» PROBLEM DETAILS
In the data that follows, count each line with the string "DriveClient"; the reply is the number only.

..............................

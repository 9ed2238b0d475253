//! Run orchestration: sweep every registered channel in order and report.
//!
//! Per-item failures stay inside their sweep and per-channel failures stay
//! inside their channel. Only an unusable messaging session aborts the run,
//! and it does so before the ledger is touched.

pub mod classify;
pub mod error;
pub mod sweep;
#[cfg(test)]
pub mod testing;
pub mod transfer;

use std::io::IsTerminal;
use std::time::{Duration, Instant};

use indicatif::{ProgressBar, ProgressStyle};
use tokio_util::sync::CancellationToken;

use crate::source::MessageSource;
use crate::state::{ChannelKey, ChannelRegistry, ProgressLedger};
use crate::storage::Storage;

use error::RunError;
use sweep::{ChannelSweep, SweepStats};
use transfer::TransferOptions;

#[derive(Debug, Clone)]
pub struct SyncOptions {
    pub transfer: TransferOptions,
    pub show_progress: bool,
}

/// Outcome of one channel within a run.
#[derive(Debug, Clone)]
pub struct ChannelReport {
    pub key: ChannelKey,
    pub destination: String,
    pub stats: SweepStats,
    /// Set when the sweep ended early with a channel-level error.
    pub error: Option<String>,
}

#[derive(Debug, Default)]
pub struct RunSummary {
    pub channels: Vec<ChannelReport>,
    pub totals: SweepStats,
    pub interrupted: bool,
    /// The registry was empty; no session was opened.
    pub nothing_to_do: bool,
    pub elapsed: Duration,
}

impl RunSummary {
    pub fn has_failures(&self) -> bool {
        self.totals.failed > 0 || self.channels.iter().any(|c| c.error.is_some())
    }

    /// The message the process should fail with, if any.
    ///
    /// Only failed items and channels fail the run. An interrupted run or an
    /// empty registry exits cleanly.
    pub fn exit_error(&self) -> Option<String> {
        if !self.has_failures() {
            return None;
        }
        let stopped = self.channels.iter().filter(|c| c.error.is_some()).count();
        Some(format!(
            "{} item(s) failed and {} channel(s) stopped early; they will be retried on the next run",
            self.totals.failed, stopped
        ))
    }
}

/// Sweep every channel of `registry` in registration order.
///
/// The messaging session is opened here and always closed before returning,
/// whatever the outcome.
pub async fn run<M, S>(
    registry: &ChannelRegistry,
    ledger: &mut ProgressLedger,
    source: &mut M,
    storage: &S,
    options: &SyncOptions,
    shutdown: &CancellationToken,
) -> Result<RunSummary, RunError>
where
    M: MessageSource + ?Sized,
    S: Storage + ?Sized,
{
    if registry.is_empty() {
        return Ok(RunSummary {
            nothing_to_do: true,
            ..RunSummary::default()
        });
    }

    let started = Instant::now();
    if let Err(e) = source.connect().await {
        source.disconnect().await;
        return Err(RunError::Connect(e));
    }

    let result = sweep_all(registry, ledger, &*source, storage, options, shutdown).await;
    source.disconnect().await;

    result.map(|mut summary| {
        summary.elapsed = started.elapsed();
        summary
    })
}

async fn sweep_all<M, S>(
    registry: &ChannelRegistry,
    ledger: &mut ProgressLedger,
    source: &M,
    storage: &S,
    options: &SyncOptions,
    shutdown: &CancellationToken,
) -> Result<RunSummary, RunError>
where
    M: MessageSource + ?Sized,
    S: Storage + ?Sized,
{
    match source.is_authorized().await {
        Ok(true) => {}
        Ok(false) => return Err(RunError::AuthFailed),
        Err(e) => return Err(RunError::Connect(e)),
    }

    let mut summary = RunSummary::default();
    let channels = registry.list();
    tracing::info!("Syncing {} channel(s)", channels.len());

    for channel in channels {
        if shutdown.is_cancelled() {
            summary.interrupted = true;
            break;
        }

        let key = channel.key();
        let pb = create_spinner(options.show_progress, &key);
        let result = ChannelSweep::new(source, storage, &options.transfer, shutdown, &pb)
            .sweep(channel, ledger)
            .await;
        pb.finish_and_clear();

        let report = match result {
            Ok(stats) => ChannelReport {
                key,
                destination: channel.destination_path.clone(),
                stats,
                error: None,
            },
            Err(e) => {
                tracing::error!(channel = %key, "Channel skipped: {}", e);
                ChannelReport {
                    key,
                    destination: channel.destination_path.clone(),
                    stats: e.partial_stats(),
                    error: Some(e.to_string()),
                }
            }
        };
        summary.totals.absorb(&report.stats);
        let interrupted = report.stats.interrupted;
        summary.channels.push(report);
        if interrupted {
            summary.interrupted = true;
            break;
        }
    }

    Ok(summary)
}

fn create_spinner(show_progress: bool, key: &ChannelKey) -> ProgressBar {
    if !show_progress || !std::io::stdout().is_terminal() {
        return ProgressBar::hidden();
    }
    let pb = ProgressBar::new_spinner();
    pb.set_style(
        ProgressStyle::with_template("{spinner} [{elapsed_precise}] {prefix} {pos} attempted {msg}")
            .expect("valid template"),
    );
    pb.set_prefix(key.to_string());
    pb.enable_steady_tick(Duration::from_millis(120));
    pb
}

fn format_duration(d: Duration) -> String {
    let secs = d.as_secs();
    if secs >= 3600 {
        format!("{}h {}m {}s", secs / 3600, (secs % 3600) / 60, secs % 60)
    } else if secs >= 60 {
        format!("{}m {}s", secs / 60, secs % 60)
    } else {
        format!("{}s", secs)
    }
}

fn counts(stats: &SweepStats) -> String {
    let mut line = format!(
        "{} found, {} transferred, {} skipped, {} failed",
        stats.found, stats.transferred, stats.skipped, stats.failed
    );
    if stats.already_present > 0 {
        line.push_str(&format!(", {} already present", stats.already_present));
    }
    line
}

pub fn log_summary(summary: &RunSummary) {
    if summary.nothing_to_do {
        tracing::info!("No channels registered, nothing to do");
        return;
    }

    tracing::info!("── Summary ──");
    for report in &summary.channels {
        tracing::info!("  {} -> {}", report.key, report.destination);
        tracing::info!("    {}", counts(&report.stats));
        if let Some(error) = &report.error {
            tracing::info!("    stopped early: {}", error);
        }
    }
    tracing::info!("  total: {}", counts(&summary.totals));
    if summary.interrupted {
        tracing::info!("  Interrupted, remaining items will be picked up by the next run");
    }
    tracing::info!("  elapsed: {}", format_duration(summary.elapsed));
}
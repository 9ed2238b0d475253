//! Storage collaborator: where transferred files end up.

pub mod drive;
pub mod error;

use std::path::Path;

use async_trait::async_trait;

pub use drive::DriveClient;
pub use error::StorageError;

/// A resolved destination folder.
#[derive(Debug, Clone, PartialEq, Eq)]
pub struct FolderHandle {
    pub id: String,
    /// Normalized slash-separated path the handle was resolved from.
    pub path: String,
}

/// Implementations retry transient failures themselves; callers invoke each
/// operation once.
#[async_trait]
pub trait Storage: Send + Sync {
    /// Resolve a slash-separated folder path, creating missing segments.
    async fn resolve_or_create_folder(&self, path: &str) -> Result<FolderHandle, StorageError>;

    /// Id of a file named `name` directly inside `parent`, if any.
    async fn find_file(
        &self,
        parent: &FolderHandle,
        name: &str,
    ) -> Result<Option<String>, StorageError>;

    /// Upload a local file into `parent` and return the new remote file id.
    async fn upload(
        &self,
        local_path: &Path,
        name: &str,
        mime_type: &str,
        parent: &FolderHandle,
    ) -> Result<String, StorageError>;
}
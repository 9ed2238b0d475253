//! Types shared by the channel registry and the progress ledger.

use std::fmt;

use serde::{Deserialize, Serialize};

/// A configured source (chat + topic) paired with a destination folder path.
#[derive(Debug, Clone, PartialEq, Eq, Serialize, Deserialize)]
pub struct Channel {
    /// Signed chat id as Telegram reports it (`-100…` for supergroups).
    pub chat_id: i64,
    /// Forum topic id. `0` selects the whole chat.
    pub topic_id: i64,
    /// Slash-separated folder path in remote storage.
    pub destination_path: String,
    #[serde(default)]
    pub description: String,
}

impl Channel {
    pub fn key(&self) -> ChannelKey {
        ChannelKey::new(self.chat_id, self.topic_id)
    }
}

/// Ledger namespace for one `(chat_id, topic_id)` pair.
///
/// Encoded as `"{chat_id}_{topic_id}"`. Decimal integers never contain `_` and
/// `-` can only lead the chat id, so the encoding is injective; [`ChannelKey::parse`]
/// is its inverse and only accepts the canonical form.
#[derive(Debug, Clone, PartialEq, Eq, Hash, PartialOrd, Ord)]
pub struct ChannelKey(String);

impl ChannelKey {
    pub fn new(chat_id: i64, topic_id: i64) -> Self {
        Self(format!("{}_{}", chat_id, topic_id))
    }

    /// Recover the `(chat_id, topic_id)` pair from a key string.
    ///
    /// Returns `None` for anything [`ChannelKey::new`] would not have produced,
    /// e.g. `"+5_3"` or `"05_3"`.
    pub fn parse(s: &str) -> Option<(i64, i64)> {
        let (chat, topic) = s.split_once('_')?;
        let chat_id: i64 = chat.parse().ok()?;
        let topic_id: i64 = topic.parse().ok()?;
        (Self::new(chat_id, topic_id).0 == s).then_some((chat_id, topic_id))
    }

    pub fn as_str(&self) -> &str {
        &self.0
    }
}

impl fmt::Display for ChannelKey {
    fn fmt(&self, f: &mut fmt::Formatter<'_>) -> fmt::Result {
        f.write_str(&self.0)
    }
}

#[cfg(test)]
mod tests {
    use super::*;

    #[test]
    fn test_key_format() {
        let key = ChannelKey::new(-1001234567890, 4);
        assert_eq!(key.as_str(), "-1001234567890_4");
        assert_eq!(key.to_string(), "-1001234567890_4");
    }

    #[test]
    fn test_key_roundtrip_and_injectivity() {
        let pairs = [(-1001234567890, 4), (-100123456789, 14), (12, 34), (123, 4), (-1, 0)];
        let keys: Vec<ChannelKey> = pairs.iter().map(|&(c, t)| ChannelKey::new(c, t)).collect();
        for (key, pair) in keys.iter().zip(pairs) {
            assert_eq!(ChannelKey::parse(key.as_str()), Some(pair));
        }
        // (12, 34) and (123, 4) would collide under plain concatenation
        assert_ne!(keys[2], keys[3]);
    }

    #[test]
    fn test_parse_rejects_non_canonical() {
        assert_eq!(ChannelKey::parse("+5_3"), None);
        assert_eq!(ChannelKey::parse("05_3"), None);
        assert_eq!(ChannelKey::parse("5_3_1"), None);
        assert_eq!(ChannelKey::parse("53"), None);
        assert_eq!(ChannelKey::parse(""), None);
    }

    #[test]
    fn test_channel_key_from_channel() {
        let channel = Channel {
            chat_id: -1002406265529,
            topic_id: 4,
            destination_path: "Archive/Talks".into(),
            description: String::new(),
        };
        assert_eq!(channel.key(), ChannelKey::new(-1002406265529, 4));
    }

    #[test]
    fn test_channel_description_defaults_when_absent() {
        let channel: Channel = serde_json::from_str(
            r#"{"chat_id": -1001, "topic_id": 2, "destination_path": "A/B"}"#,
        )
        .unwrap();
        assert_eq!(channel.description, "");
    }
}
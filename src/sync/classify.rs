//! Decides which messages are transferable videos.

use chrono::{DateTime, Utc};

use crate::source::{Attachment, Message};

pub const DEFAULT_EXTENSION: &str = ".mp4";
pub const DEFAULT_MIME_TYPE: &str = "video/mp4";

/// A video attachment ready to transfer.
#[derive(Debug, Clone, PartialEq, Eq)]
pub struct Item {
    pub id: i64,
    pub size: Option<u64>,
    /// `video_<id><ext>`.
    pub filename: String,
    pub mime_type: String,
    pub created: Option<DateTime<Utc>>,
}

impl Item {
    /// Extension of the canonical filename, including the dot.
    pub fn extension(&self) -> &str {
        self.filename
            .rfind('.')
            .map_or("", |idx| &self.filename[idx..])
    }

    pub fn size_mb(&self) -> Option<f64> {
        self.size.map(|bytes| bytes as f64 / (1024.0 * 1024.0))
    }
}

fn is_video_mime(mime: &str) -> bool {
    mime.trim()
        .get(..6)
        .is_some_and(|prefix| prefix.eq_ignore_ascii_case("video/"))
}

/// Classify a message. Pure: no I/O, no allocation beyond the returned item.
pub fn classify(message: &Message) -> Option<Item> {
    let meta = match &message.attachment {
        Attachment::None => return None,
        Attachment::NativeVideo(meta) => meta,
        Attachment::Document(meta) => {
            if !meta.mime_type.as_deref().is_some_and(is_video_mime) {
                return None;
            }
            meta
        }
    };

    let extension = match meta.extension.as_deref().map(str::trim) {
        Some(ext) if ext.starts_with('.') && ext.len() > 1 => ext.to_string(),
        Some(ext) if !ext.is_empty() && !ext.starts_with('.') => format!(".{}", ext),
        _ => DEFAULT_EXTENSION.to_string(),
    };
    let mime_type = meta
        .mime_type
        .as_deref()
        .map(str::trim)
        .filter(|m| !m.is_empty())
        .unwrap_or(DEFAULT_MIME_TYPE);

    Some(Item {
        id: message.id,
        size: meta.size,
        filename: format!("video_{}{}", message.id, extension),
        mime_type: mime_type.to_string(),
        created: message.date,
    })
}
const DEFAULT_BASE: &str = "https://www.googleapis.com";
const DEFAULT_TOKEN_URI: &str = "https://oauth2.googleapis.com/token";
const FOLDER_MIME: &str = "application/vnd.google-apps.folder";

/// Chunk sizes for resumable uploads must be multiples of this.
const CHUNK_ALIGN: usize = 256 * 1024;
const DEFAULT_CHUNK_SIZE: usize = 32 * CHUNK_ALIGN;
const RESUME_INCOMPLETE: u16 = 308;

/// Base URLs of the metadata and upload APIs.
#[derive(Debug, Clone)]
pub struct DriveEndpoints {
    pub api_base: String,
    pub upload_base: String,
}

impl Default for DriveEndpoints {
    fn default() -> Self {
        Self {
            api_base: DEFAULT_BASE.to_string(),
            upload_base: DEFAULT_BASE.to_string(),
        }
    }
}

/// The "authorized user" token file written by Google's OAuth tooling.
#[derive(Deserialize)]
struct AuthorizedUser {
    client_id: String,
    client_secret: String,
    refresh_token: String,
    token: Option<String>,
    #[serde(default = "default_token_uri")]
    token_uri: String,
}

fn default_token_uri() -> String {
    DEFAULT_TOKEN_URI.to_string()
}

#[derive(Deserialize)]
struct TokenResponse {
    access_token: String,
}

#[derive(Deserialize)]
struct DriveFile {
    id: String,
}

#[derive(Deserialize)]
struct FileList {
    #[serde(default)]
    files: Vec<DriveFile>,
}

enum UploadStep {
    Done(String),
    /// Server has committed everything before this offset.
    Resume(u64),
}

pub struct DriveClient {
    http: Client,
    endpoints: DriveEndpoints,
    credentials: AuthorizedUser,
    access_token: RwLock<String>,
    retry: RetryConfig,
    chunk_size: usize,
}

..............................

» ANSWER TO THIS TASK
2